Rushden Echo & Argus, 19th October, 1951, transcribed by Jim Hollis
The house Physiotherapy
A large house standing in beautiful grounds, Rushden memorial Hospital was purchased from contributions by inhabitants of the town as a War Memorial. Originally intended as a small cottage hospital, it is now a clinic for out-patients.
Patients tone up their leg muscles on two of the pieces of apparatus used for physiotherapy treatment at Rushden Memorial Hospital.
Townspeople Raised Funds To Provide Own Hospital - Is now Rushden’s out-patient clinic

To end the story of how Kettering and District Hospital Management Committee is carrying out developments to meet the increasing demands made on hospitals in their area, this week we feature Rushden, where the townspeople themselves have played a big part in the cause of public health.

At the end of World War Two the inhabitants of the town contributed towards the purchase of a beautiful house, standing in spacious grounds, near the centre of Rushden, and helped to provide the necessary equipment.

Rushden Memorial Hospital, as it is called, therefore belongs very much to the ordinary man in the street. Originally intended as a small cottage hospital, it was adapted in 1949-50 as an out-patient clinic. During that year it handled 600 patients, but by last year the figure had jumped to 1,000, which gives a clear idea of how it is being utilised.

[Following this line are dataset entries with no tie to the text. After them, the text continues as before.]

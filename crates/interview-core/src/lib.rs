pub mod feedback_service;
pub mod handoff;
pub mod identity;
pub mod persona;
pub mod scoring;
pub mod session_state;
pub mod store;
pub mod token;
pub mod transcript;
pub mod transport;

use std::fmt;

/// Where the caller is sent once a session is over.
///
/// This enum is the routing surface the session exposes to whatever hosts it
/// (a page router, a CLI, a test).
#[derive(Debug, Clone, PartialEq, Eq)]
pub enum Route {
    /// The landing page.
    Home,
    /// The stored feedback for an interview.
    FeedbackDetail {
        interview_id: String,
        feedback_id: String,
    },
}

impl Route {
    pub fn path(&self) -> String {
        match self {
            Route::Home => "/".to_string(),
            Route::FeedbackDetail { interview_id, .. } => {
                format!("/interview/{interview_id}/feedback")
            }
        }
    }
}

impl fmt::Display for Route {
    fn fmt(&self, f: &mut fmt::Formatter<'_>) -> fmt::Result {
        match self {
            Route::Home => f.write_str("home"),
            Route::FeedbackDetail {
                interview_id,
                feedback_id,
            } => write!(f, "feedback {feedback_id} for interview {interview_id}"),
        }
    }
}
pub mod auth;
pub mod config;
pub mod feedback_client;
pub mod vapi_adapter;
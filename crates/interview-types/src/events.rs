use serde_json::Value;

/// Lifecycle and content notifications emitted by the call transport.
#[derive(Debug, Clone, PartialEq)]
pub enum TransportEvent {
    /// The remote agent picked up; the call is live.
    CallStart,
    /// The call is over. Authoritative termination signal.
    CallEnd,
    /// A raw message record. Transcript events are one kind of message.
    Message(Value),
    /// The remote agent started speaking.
    SpeechStart,
    /// The remote agent stopped speaking.
    SpeechEnd,
    /// The transport reported a failure. Does not end the call by itself.
    Error(String),
}

/// Values of `transcriptType` that mark a transcript as final.
pub const FINAL_TRANSCRIPT_TYPES: [&str; 3] = ["final", "user_final", "assistant_final"];

/// The fields of a raw `transcript` message record that matter for the
/// message log.
///
/// Extraction is lenient: a field holding the wrong JSON type is read as absent.
#[derive(Debug, Clone, Default, PartialEq, Eq)]
pub struct TranscriptEvent {
    /// `type`, must be "transcript" for the record to count.
    kind: Option<String>,

    /// `transcriptType`, e.g. "partial" or "final".
    transcript_type: Option<String>,

    /// `isFinal`
    is_final: Option<bool>,

    /// `role` as labelled by the transport.
    role: Option<String>,

    /// `transcript`
    transcript: Option<String>,

    /// `text`
    text: Option<String>,

    /// `content`, only when it is a JSON string.
    content: Option<String>,
}

impl TranscriptEvent {
    pub fn from_value(value: &Value) -> Self {
        let string = |key: &str| value.get(key).and_then(Value::as_str).map(str::to_owned);
        Self {
            kind: string("type"),
            transcript_type: string("transcriptType"),
            is_final: value.get("isFinal").and_then(Value::as_bool),
            role: string("role"),
            transcript: string("transcript"),
            text: string("text"),
            content: string("content"),
        }
    }

    pub fn is_transcript(&self) -> bool {
        self.kind.as_deref() == Some("transcript")
    }

    /// True when either the `transcriptType` flag or the `isFinal` boolean
    /// marks this record final.
    pub fn is_final(&self) -> bool {
        let flagged = self
            .transcript_type
            .as_deref()
            .is_some_and(|t| FINAL_TRANSCRIPT_TYPES.contains(&t));
        flagged || self.is_final == Some(true)
    }

    /// First non-empty of `transcript`, `text`, `content`.
    pub fn text(&self) -> Option<&str> {
        [&self.transcript, &self.text, &self.content]
            .into_iter()
            .filter_map(|field| field.as_deref())
            .find(|text| !text.is_empty())
    }

    pub fn role(&self) -> Option<&str> {
        self.role.as_deref()
    }
}

impl From<&Value> for TranscriptEvent {
    fn from(value: &Value) -> Self {
        Self::from_value(value)
    }
}
use super::consts;
use secrecy::SecretString;

pub struct Config {
    base_url: String,
    public_key: SecretString,
}

pub struct ConfigBuilder {
    config: Config,
}

impl ConfigBuilder {
    pub fn new() -> Self {
        Self {
            config: Config::new(),
        }
    }

    pub fn with_base_url(mut self, base_url: &str) -> Self {
        self.config.base_url = base_url.trim_end_matches('/').to_string();
        self
    }

    pub fn with_public_key(mut self, public_key: SecretString) -> Self {
        self.config.public_key = public_key;
        self
    }

    pub fn build(self) -> Config {
        self.config
    }
}

impl Default for ConfigBuilder {
    fn default() -> Self {
        Self::new()
    }
}

impl Config {
    // Defaults, with the key taken from the environment when present.
    pub fn new() -> Self {
        Self {
            base_url: consts::BASE_URL.to_string(),
            public_key: std::env::var(consts::VAPI_PUBLIC_KEY)
                .unwrap_or_default()
                .into(),
        }
    }

    pub fn builder() -> ConfigBuilder {
        ConfigBuilder::new()
    }

    pub fn base_url(&self) -> &str {
        &self.base_url
    }

    pub fn public_key(&self) -> &SecretString {
        &self.public_key
    }
}

impl Default for Config {
    fn default() -> Self {
        Self::new()
    }
}
use anyhow::{Context, Result};
use clap::Parser;
use interview_core::identity::TokenCache;
use interview_core::persona;
use interview_core::session_state::{AgentDirectory, CallSession, Control};
use interview_service::auth::EnvAuthProvider;
use interview_service::config::Config;
use interview_service::feedback_client::HttpFeedbackScorer;
use interview_service::vapi_adapter::VapiAdapter;
use interview_types::{InterviewPlan, Session};
use std::sync::Arc;
use tokio::io::{AsyncBufReadExt, BufReader};
use tracing_subscriber::fmt::time::ChronoLocal;

/// Which start mode to run. The plan comes from the flags.
#[derive(Debug, Clone, Copy, PartialEq, Eq, clap::ValueEnum)]
enum SessionKindLabel {
    #[value(alias = "generate")]
    GenerateProfile,
    #[value(alias = "interview")]
    ConductInterview,
}

#[derive(Parser)]
#[command(version, about = "Runs one voice interview session from the terminal")]
struct Cli {
    #[arg(value_enum, ignore_case = true)]
    kind: SessionKindLabel,

    /// Interview to run. Required for conduct-interview.
    #[arg(long)]
    interview_id: Option<String>,

    /// Existing feedback document to overwrite.
    #[arg(long)]
    feedback_id: Option<String>,

    /// Interview question, repeatable.
    #[arg(long = "question")]
    questions: Vec<String>,

    #[arg(long)]
    user_name: Option<String>,

    /// Overrides USER_ID.
    #[arg(long)]
    user_id: Option<String>,
}

impl Cli {
    fn session(&self, user_id: Option<&str>) -> Result<Session> {
        let session = match self.kind {
            SessionKindLabel::GenerateProfile => Session::generate_profile(),
            SessionKindLabel::ConductInterview => {
                let interview_id = self
                    .interview_id
                    .as_deref()
                    .context("--interview-id is required for conduct-interview")?;
                let mut plan =
                    InterviewPlan::new(interview_id).with_questions(self.questions.iter().cloned());
                if let Some(feedback_id) = &self.feedback_id {
                    plan = plan.with_feedback_id(feedback_id);
                }
                Session::conduct_interview(plan)
            }
        };
        let session = match &self.user_name {
            Some(name) => session.with_user_name(name),
            None => session,
        };
        Ok(match user_id {
            Some(id) => session.with_user_id(id),
            None => session,
        })
    }
}

#[tokio::main]
async fn main() -> Result<()> {
    // --- 1. Load Configuration ---
    let config = Config::from_env().context("Failed to load application configuration")?;

    // --- 2. Initialize Logging ---
    tracing_subscriber::fmt()
        .with_max_level(config.log_level)
        .with_timer(ChronoLocal::rfc_3339())
        .init();

    // --- 3. Parse Command-Line Arguments ---
    let args = Cli::parse();
    let user_id = args.user_id.clone().or_else(|| config.user_id.clone());
    let session = args.session(user_id.as_deref())?;
    tracing::info!("Starting {} session", session.kind());

    // --- 4. Identity ---
    let provider = Arc::new(EnvAuthProvider::new(user_id, config.id_token));
    let auth = TokenCache::new().activate(provider.clone());

    // --- 5. Collaborators ---
    let vapi_config = vapi_realtime::Config::builder()
        .with_base_url(&config.vapi_base_url)
        .with_public_key(config.vapi_public_key)
        .build();
    let transport = VapiAdapter::connect(vapi_config).await?;
    let scorer = HttpFeedbackScorer::new(&config.feedback_api_url);
    let agents = AgentDirectory {
        workflow_id: config.workflow_id,
        interviewer: persona::interviewer(),
    };

    let (route_tx, mut route_rx) = tokio::sync::mpsc::channel(4);
    let (control_tx, control_rx) = tokio::sync::mpsc::channel::<Control>(8);

    let call = CallSession::new(session, agents, transport, scorer, auth.reader(), route_tx);
    let mut latest = call.subscribe_latest();
    let mut session_handle = tokio::spawn(call.run(control_rx));

    // Echo finalized lines as they arrive.
    let echo_handle = tokio::spawn(async move {
        while latest.changed().await.is_ok() {
            if let Some(message) = latest.borrow_and_update().clone() {
                println!("{}: {}", message.role(), message.content());
            }
        }
    });

    // --- 6. Controls from stdin ---
    // Held until the session finishes so stdin EOF does not hang up.
    let controls = control_tx.clone();
    println!("Type 'start' to place the call, 'end' to hang up, 'sign-out' to drop the identity.");
    let control_provider = provider.clone();
    let control_handle = tokio::spawn(async move {
        let mut lines = BufReader::new(tokio::io::stdin()).lines();
        loop {
            let line = match lines.next_line().await {
                Ok(Some(line)) => line,
                Ok(None) => break,
                Err(e) => {
                    tracing::error!("Failed to read stdin: {}", e);
                    break;
                }
            };
            let control = match line.trim().to_lowercase().as_str() {
                "start" => Control::Start,
                "end" | "stop" => Control::End,
                "sign-out" | "signout" => {
                    control_provider.sign_out();
                    continue;
                }
                "" => continue,
                other => {
                    println!("Unknown command '{other}'.");
                    continue;
                }
            };
            if control_tx.send(control).await.is_err() {
                break;
            }
        }
    });

    let joined = tokio::select! {
        finished = &mut session_handle => finished,
        _ = tokio::signal::ctrl_c() => {
            tracing::info!("Interrupted, tearing the session down");
            control_handle.abort();
            drop(controls);
            (&mut session_handle).await
        }
    };
    let finished = joined.context("Session task panicked")?;
    control_handle.abort();
    echo_handle.abort();

    match route_rx.try_recv().ok().or(finished) {
        Some(route) => {
            tracing::info!("Session over, navigating to {} ({})", route.path(), route);
            println!("{}", route.path());
        }
        None => tracing::info!("Session ended without a route"),
    }
    Ok(())
}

At present Rushden Memorial Hospital provides services for general medicine, general surgery, gynaecology, ear, nose and throat treatment, and ophthalmology. Soon its scope will be widened to cover paediatrics (children’s diseases and disorders) and dermatology (study of the skin).

Mention of Rushden conjures up in most people’s minds thoughts of the now famous sanatorium there battling against tuberculosis with an encouraging measure of success.

‘San’ was full

Working in association with Creaton Sanatorium, Rushden “San” provides treatment for patients living in the administrative county of Northampton, and during the last financial year was occupied to capacity.

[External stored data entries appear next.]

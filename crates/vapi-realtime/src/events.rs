use interview_types::{StartRequest, TransportEvent};
use serde_json::Value;

/// Frames sent to the voice agent.
#[derive(Debug, Clone, PartialEq, serde::Serialize)]
#[serde(tag = "type", rename_all = "kebab-case")]
pub enum ClientEvent {
    Start(StartRequest),
    Stop,
}

/// Maps one inbound text frame to a transport event.
///
/// Lifecycle frames map to their own variants; every other JSON object is
/// passed through as a raw message record. Returns `None` for text that is
/// not a JSON object.
pub fn parse_server_frame(text: &str) -> Option<TransportEvent> {
    let json = match serde_json::from_str::<Value>(text) {
        Ok(json @ Value::Object(_)) => json,
        Ok(other) => {
            tracing::warn!("ignoring non-object frame: {}", other);
            return None;
        }
        Err(e) => {
            tracing::error!("failed to deserialize frame: {}, text=> {:?}", e, text);
            return None;
        }
    };

    let event = match json.get("type").and_then(Value::as_str) {
        Some("call-start") => TransportEvent::CallStart,
        Some("call-end") => TransportEvent::CallEnd,
        Some("speech-start") => TransportEvent::SpeechStart,
        Some("speech-end") => TransportEvent::SpeechEnd,
        Some("error") => {
            let message = json
                .get("message")
                .and_then(Value::as_str)
                .unwrap_or("unknown error")
                .to_string();
            TransportEvent::Error(message)
        }
        _ => TransportEvent::Message(json),
    };
    Some(event)
}

#[cfg(test)]
mod tests {
    use super::*;
    use interview_types::{AgentTarget, StartOptions};
    use serde_json::json;

    #[test]
    fn lifecycle_frames() {
        assert_eq!(parse_server_frame(r#"{"type":"call-start"}"#), Some(TransportEvent::CallStart));
        assert_eq!(parse_server_frame(r#"{"type":"call-end"}"#), Some(TransportEvent::CallEnd));
        assert_eq!(
            parse_server_frame(r#"{"type":"speech-start"}"#),
            Some(TransportEvent::SpeechStart)
        );
        assert_eq!(parse_server_frame(r#"{"type":"speech-end"}"#), Some(TransportEvent::SpeechEnd));
    }

    #[test]
    fn error_frame_carries_message() {
        assert_eq!(
            parse_server_frame(r#"{"type":"error","message":"meeting ended"}"#),
            Some(TransportEvent::Error("meeting ended".to_string()))
        );
        assert_eq!(
            parse_server_frame(r#"{"type":"error"}"#),
            Some(TransportEvent::Error("unknown error".to_string()))
        );
    }

    #[test]
    fn everything_else_is_a_message() {
        let frame = json!({
            "type": "transcript",
            "transcriptType": "final",
            "role": "assistant",
            "transcript": "Hello"
        });
        assert_eq!(
            parse_server_frame(&frame.to_string()),
            Some(TransportEvent::Message(frame))
        );
        let untyped = json!({"status": "ringing"});
        assert_eq!(
            parse_server_frame(&untyped.to_string()),
            Some(TransportEvent::Message(untyped))
        );
    }

    #[test]
    fn junk_is_dropped() {
        assert_eq!(parse_server_frame("not json"), None);
        assert_eq!(parse_server_frame("[1,2]"), None);
    }

    #[test]
    fn outbound_frames_are_type_tagged() {
        let start = ClientEvent::Start(StartRequest::new(
            AgentTarget::Workflow {
                workflow_id: "wf-1".to_string(),
            },
            StartOptions::transcripts().with_variable("username", "Ada"),
        ));
        let value = serde_json::to_value(&start).unwrap();
        assert_eq!(value["type"], "start");
        assert_eq!(value["workflowId"], "wf-1");
        assert_eq!(value["variableValues"]["username"], "Ada");

        assert_eq!(serde_json::to_value(ClientEvent::Stop).unwrap(), json!({"type": "stop"}));
    }
}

Accommodation for patients at the sanatorium comprises 80 beds in four bungalow buildings. There is a library of some 2,000 books available for patients and wireless is also installed, and the Friends of Rushden House intend providing patients and resident staff with a television set.

New additions to Rushden Sanatorium are a pair of cottages, built to house Mr. W. A. Wicks, superintendent gardener, who tends the gardens of all hospitals administered by the management committee, and Mr. T. P. Duffy, stoker.

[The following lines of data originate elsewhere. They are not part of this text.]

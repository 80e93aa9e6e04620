//! Application Configuration Module
//!
//! Loads the interview client's settings from environment variables into a
//! single struct that is passed to the session at startup.

use secrecy::SecretString;
use std::env;
use tracing::Level;

pub const DEFAULT_VAPI_BASE_URL: &str = "wss://api.vapi.ai";
pub const DEFAULT_FEEDBACK_API_URL: &str = "http://127.0.0.1:3000";

/// Holds all configuration loaded from the environment.
#[derive(Debug)]
pub struct Config {
    pub vapi_base_url: String,
    pub vapi_public_key: SecretString,
    pub workflow_id: Option<String>,
    pub feedback_api_url: String,
    pub id_token: Option<SecretString>,
    pub user_id: Option<String>,
    pub log_level: Level,
}

/// A custom error type for configuration loading failures.
#[derive(Debug, thiserror::Error)]
pub enum ConfigError {
    #[error("Missing environment variable: {0}")]
    MissingVar(String),
    #[error("Invalid log level provided for RUST_LOG: {0}")]
    InvalidLogLevel(String),
}

impl Config {
    /// Loads configuration from environment variables.
    ///
    // *   `VAPI_BASE_URL`: (Optional) Voice agent endpoint. Defaults to "wss://api.vapi.ai".
    // *   `VAPI_PUBLIC_KEY`: Public key for the voice agent. Required.
    // *   `VAPI_WORKFLOW_ID`: Workflow used by profile sessions. Required for those only.
    // *   `FEEDBACK_API_URL`: (Optional) Base URL of the feedback API. Defaults to "http://127.0.0.1:3000".
    // *   `ID_TOKEN` / `USER_ID`: (Optional) Identity of the signed-in user.
    // *   `RUST_LOG`: (Optional) The logging level. Defaults to "INFO".
    pub fn from_env() -> Result<Self, ConfigError> {
        // Ignored when no .env file is present.
        dotenvy::dotenv().ok();
        Self::from_lookup(|name| env::var(name).ok())
    }

    /// Builds the configuration from any variable source.
    pub fn from_lookup<F>(lookup: F) -> Result<Self, ConfigError>
    where
        F: Fn(&str) -> Option<String>,
    {
        let non_empty = |name: &str| lookup(name).filter(|v| !v.trim().is_empty());

        let vapi_public_key = non_empty("VAPI_PUBLIC_KEY")
            .map(SecretString::from)
            .ok_or_else(|| ConfigError::MissingVar("VAPI_PUBLIC_KEY".to_string()))?;

        let log_level_str = non_empty("RUST_LOG").unwrap_or_else(|| "INFO".to_string());
        let log_level = log_level_str
            .parse::<Level>()
            .map_err(|_| ConfigError::InvalidLogLevel(log_level_str))?;

        Ok(Self {
            vapi_base_url: non_empty("VAPI_BASE_URL")
                .unwrap_or_else(|| DEFAULT_VAPI_BASE_URL.to_string()),
            vapi_public_key,
            workflow_id: non_empty("VAPI_WORKFLOW_ID"),
            feedback_api_url: non_empty("FEEDBACK_API_URL")
                .unwrap_or_else(|| DEFAULT_FEEDBACK_API_URL.to_string()),
            id_token: non_empty("ID_TOKEN").map(SecretString::from),
            user_id: non_empty("USER_ID"),
            log_level,
        })
    }
}

#[cfg(test)]
mod tests {
    use super::*;
    use secrecy::ExposeSecret;
    use std::collections::HashMap;

    fn lookup(vars: &[(&str, &str)]) -> impl Fn(&str) -> Option<String> {
        let vars: HashMap<String, String> = vars
            .iter()
            .map(|(k, v)| (k.to_string(), v.to_string()))
            .collect();
        move |name| vars.get(name).cloned()
    }

    #[test]
    fn defaults_apply() {
        let config = Config::from_lookup(lookup(&[("VAPI_PUBLIC_KEY", "pk")])).unwrap();
        assert_eq!(config.vapi_base_url, DEFAULT_VAPI_BASE_URL);
        assert_eq!(config.feedback_api_url, DEFAULT_FEEDBACK_API_URL);
        assert_eq!(config.vapi_public_key.expose_secret(), "pk");
        assert_eq!(config.log_level, Level::INFO);
        assert!(config.workflow_id.is_none());
        assert!(config.id_token.is_none());
    }

    #[test]
    fn public_key_is_required() {
        let err = Config::from_lookup(lookup(&[("VAPI_PUBLIC_KEY", "  ")])).unwrap_err();
        assert!(matches!(err, ConfigError::MissingVar(_)));
    }

    #[test]
    fn bad_log_level_is_rejected() {
        let err = Config::from_lookup(lookup(&[("VAPI_PUBLIC_KEY", "pk"), ("RUST_LOG", "LOUD")]))
            .unwrap_err();
        assert!(matches!(err, ConfigError::InvalidLogLevel(_)));
    }

    #[test]
    fn identity_is_read() {
        let config = Config::from_lookup(lookup(&[
            ("VAPI_PUBLIC_KEY", "pk"),
            ("ID_TOKEN", "tok"),
            ("USER_ID", "u-7"),
            ("VAPI_WORKFLOW_ID", "wf"),
        ]))
        .unwrap();
        assert_eq!(config.id_token.unwrap().expose_secret(), "tok");
        assert_eq!(config.user_id.as_deref(), Some("u-7"));
        assert_eq!(config.workflow_id.as_deref(), Some("wf"));
    }
}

Just as they provided Rushden with the Memorial Hospital so the public, through the Tuberculosis Care Committee, does valuable work for the welfare of patients discharged from the sanatorium, and through the Friends of Rushden House provide in-patients with extras and amenities.

July 2020: Work started, following plans being passed, to convert the building into
14 flats, with car parking on what was the front garden.

The Rushden Echo and Argus, 16th March, 1951, transcribed by Gill Hollis

Hospital praised by Council chairman

High praise of the work at Rushden Memorial Hospital was given by Coun. F. E. Brown (chairman) in a special statement to Rushden Urban Council on Wednesday.

“I should like to draw the Council’s attention to the progress being made at the Rushden Memorial Hospital,” said Mr. Brown. “At the invitation of the Chairman of the Board of Governors I had the opportunity of paying an informal visit there last week to see it working.

“It is doing a great service for the townspeople of Rushden and its environs. Radio therapy treatment is being given, as you know, but what is more pleasing is that specialists from Northampton and Kettering General Hospitals are making regular attendances for consultations.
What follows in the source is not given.